Love It To Death saw the original Alice Cooper band emerging from the psychedelic haze of their first two albums. Under the stewardship of soon-to-be-famed producer Bob Ezrin, the band reined in their free-form tendencies in favor of a sharper, more concise sound, notable exception being the hypnagogic voodoo of ‘Black Juju‘. Elsewhere though, the group began consolidating their macabre yet arena-friendly brand of shock rock. More musical than contemporaries like The MC5 and The Stooges, but sharing the same wild spirit and certainly no less noisome to critics and the cultured masses at large, Alice Cooper came to symbolize young, rebel-without-a-cause energy better than any rock band hitherto.
It bears to remember that Alice Cooper, for the entirety of its creative peak, was an ensemble, and not the name of an individual, as popular consciousness has come to assume. The band unanimously allowed the Alice persona to evolve in the body of singer Vincent Furnier, but undergirding it always was the same group of five misfits from an Arizona high school. That chemistry forged in fearless youth is evident in all of the original band’s work but especially so on the string of releases beginning from Love It To Death; it is an organic interplay of ideas between people on the same wavelength on account of age and circumstance, who appreciate what they have in common enough to accommodate each other’s creative quirks, to the point where what emerges is an indivisible whole, a seamless composite of their individual psychological energies.

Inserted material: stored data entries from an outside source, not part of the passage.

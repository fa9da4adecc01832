//! Parse options, optionally read from a TOML file.
//!
//! ```toml
//! tolerate_zero_subheader_size = true
//! recover_missing_first_offset = false
//! ```
use std::{ffi::OsStr, path::Path};

use serde::Deserialize;

use crate::error::SffError;

#[derive(Debug, Deserialize, Clone, Copy, PartialEq, Eq)]
#[serde(default)]
pub struct SffOptions {
    /// v1 only. Some tools write a subheader size of 0; read it as 32.
    pub tolerate_zero_subheader_size: bool,
    /// v1 only. A first subheader offset of 0 with images present is read as
    /// "right after the 512 byte header".
    pub recover_missing_first_offset: bool,
}

impl Default for SffOptions {
    fn default() -> Self {
        Self {
            tolerate_zero_subheader_size: true,
            recover_missing_first_offset: true,
        }
    }
}

impl SffOptions {
    /// Rejects every malformed header instead of patching it.
    pub fn strict() -> Self {
        Self {
            tolerate_zero_subheader_size: false,
            recover_missing_first_offset: false,
        }
    }

    pub fn from_toml_str(s: &str) -> Result<Self, SffError> {
        toml::from_str(s).map_err(|op| SffError::Config { source: op })
    }

    pub fn from_file(path: impl AsRef<OsStr> + AsRef<Path>) -> Result<Self, SffError> {
        let buffer = std::fs::read_to_string(path)?;

        Self::from_toml_str(&buffer)
    }
}
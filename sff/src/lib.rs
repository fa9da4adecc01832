//! M.U.G.E.N sprite archive (SFF) reader
//!
//! Reads both SFF v1.01 and SFF v2 containers. Sprite payloads are kept as is
//! and only decoded on request, either as embedded PCX or PNG.
mod config;
mod constants;
mod decode;
pub mod error;
#[cfg(test)]
mod fixtures;
pub mod pcx;
mod parser;
mod types;
mod utils;

pub use config::SffOptions;
pub use decode::decode_payload;
pub use types::*;
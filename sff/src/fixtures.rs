//! Synthetic archives and PCX payloads for tests.
use std::collections::BTreeSet;

use byte_writer::ByteWriter;

use crate::{
    constants::{
        HEADER_SIZE, PALETTE_COUNT, PCX_HEADER_SIZE, PCX_MAGIC, PCX_PALETTE_MAGIC, RLE_COUNT_MASK,
        RLE_RUN_FLAG,
    },
    Version,
};

pub struct TestSprite {
    pub group: u32,
    pub number: u32,
    pub axis: (i16, i16),
    pub prev_copy: u16,
    pub format: u8,
    /// Empty means linked.
    pub data: Vec<u8>,
}

impl TestSprite {
    pub fn raw(group: u32, number: u32, data: Vec<u8>) -> Self {
        Self {
            group,
            number,
            axis: (0, 0),
            prev_copy: 0,
            format: 0,
            data,
        }
    }

    pub fn linked(group: u32, number: u32, prev_copy: u16) -> Self {
        Self {
            prev_copy,
            ..Self::raw(group, number, vec![])
        }
    }
}

/// Header at 0, subheaders start at 512 and each payload directly follows its subheader.
pub fn archive(version: Version, sprites: &[TestSprite]) -> ByteWriter {
    let mut writer = ByteWriter::new();
    let group_count = sprites
        .iter()
        .map(|sprite| sprite.group)
        .collect::<BTreeSet<u32>>()
        .len();

    writer.append_u8_slice(version.signature());
    // version bytes, unused
    writer.append_u8_slice(&[0, 1, 0, 1]);
    writer.append_u32(group_count as u32);
    writer.append_u32(sprites.len() as u32);
    writer.append_u32(if sprites.is_empty() { 0 } else { HEADER_SIZE as u32 });
    writer.append_u32(version.subheader_size());
    writer.append_u8(1);
    writer.pad_to(HEADER_SIZE);

    let mut previous_next_offset: Option<usize> = None;

    for sprite in sprites {
        let start = writer.get_offset();

        if let Some(previous) = previous_next_offset {
            writer.replace_with_u32(previous, start as u32);
        }

        previous_next_offset = Some(start);

        writer.append_u32(0);
        writer.append_u32(sprite.data.len() as u32);
        writer.append_i16(sprite.axis.0);
        writer.append_i16(sprite.axis.1);

        match version {
            Version::V1 => {
                writer.append_u16(sprite.group as u16);
                writer.append_u16(sprite.number as u16);
            }
            Version::V2 => {
                writer.append_u32(sprite.group);
                writer.append_u32(sprite.number);
            }
        }

        writer.append_u16(sprite.prev_copy);
        writer.append_u8(sprite.format);
        writer.pad_to(start + version.subheader_size() as usize);

        writer.append_u8_slice(&sprite.data);
    }

    writer
}

/// Reference encoder. Runs are capped at 63, run bytes always carry a value.
pub fn encode_rle(pixels: &[u8]) -> Vec<u8> {
    let mut res = vec![];
    let mut index = 0;

    while index < pixels.len() {
        let value = pixels[index];
        let run = pixels[index..]
            .iter()
            .take(RLE_COUNT_MASK as usize)
            .take_while(|&&pixel| pixel == value)
            .count();

        if run == 1 && value & RLE_RUN_FLAG != RLE_RUN_FLAG {
            res.push(value);
        } else {
            res.push(RLE_RUN_FLAG | run as u8);
            res.push(value);
        }

        index += run;
    }

    res
}

pub fn grey_palette() -> Vec<[u8; 3]> {
    (0..PALETTE_COUNT).map(|i| [i as u8; 3]).collect()
}

/// 8 bit PCX with bounding box `(0, 0)..=(width - 1, height - 1)`.
pub fn pcx(width: i16, height: i16, body: &[u8], palette: &[[u8; 3]]) -> Vec<u8> {
    pcx_with_box((0, 0, width - 1, height - 1), body, palette)
}

pub fn pcx_with_box(
    (xmin, ymin, xmax, ymax): (i16, i16, i16, i16),
    body: &[u8],
    palette: &[[u8; 3]],
) -> Vec<u8> {
    let mut writer = ByteWriter::new();

    // manufacturer, version, encoding, bits per pixel
    writer.append_u8_slice(&[PCX_MAGIC, 5, 1, 8]);
    writer.append_i16(xmin);
    writer.append_i16(ymin);
    writer.append_i16(xmax);
    writer.append_i16(ymax);
    writer.pad_to(PCX_HEADER_SIZE);

    writer.append_u8_slice(body);

    writer.append_u8(PCX_PALETTE_MAGIC);
    palette
        .iter()
        .for_each(|color| writer.append_u8_slice(color));
    writer.append_repeated(0, (PALETTE_COUNT - palette.len()) * 3);

    writer.data
}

On Love It To Death, pop sensibility exists at ease with progressive ambition, come-what-may derring-do lives next door to melancholy and regret. An anecdote: I once picked up a slightly eccentric friend from the bus stand; he didn’t say but the most perfunctory greeting on our way back on my motorcycle, but once we reached home, the first thing he said was, “You and I, we are old souls“. Cheesy as that sounds, and blazed as he must have been, I suppose there is something to be said for the idea of old souls, especially when they are trapped in young bodies, and this perhaps is the central conceit behind Love It To Death. For every explosion of reckless hedonism that characterized the 70s, Love It To Death also contains a pearl of piercing wisdom. Take the evergreen ‘I’m Eighteen‘, for instance: ‘Lines form on my face and hands / Lines form from the ups and downs / I’m in the middle without any plans / I’m a boy and I’m a man’. Who among us metalheads hasn’t lived these words, to our alternating joy and chagrin? Who hasn’t – or more pointedly, doesn’t – exist in that limbo between the memories of an exciting and volatile past, and the onset of responsible and mature decrepitude? Who doesn’t dread climbing down the other side of that rise, not because of what we stand to gain, but for what we might lose behind us, and that for ever?
Out of nowhere, in the middle of the relaxed, blues-infused first half of the album, comes ‘Black Juju‘, a tense, nine-minute tribal-giallo drum-and-bass workout that wouldn’t have been out of place on 1988’s The Serpent And The Rainbow. It is also the first hint of the group’s theatrical aspirations, easily lending itself to vaudeville interpretations and naturally playing into the repertoire that the band would develop over the next five years. ‘Is It My Body‘ has premonitive punk swagger, not dissimilar to the Dead Boys debut, only ahead by a mere six years. The best part of Love It To Death, however, is the closing trilogy, a plummet into insanity that starts with an inability to laugh at oneself and a propensity to take too seriously things beyond one’s immediate control. Perhaps that is too liberal a take, granted, yet all the more pitiful that it stands up to scrutiny in our current climate. Musically, this three-part suite – ‘Second Coming‘, ‘The Ballad of Dwight Frye‘, and ‘Sun Arise‘ – is impeccable in demonstrating, via perfectly accessible techniques, mind, what a mental breakdown might sound like. Dwight Frye was the actor who played Renfield in the classic Dracula from 1931; imagine what an achievement to bring something of his essence to life in 1971, and to have it linger to and be empathized with in the present day.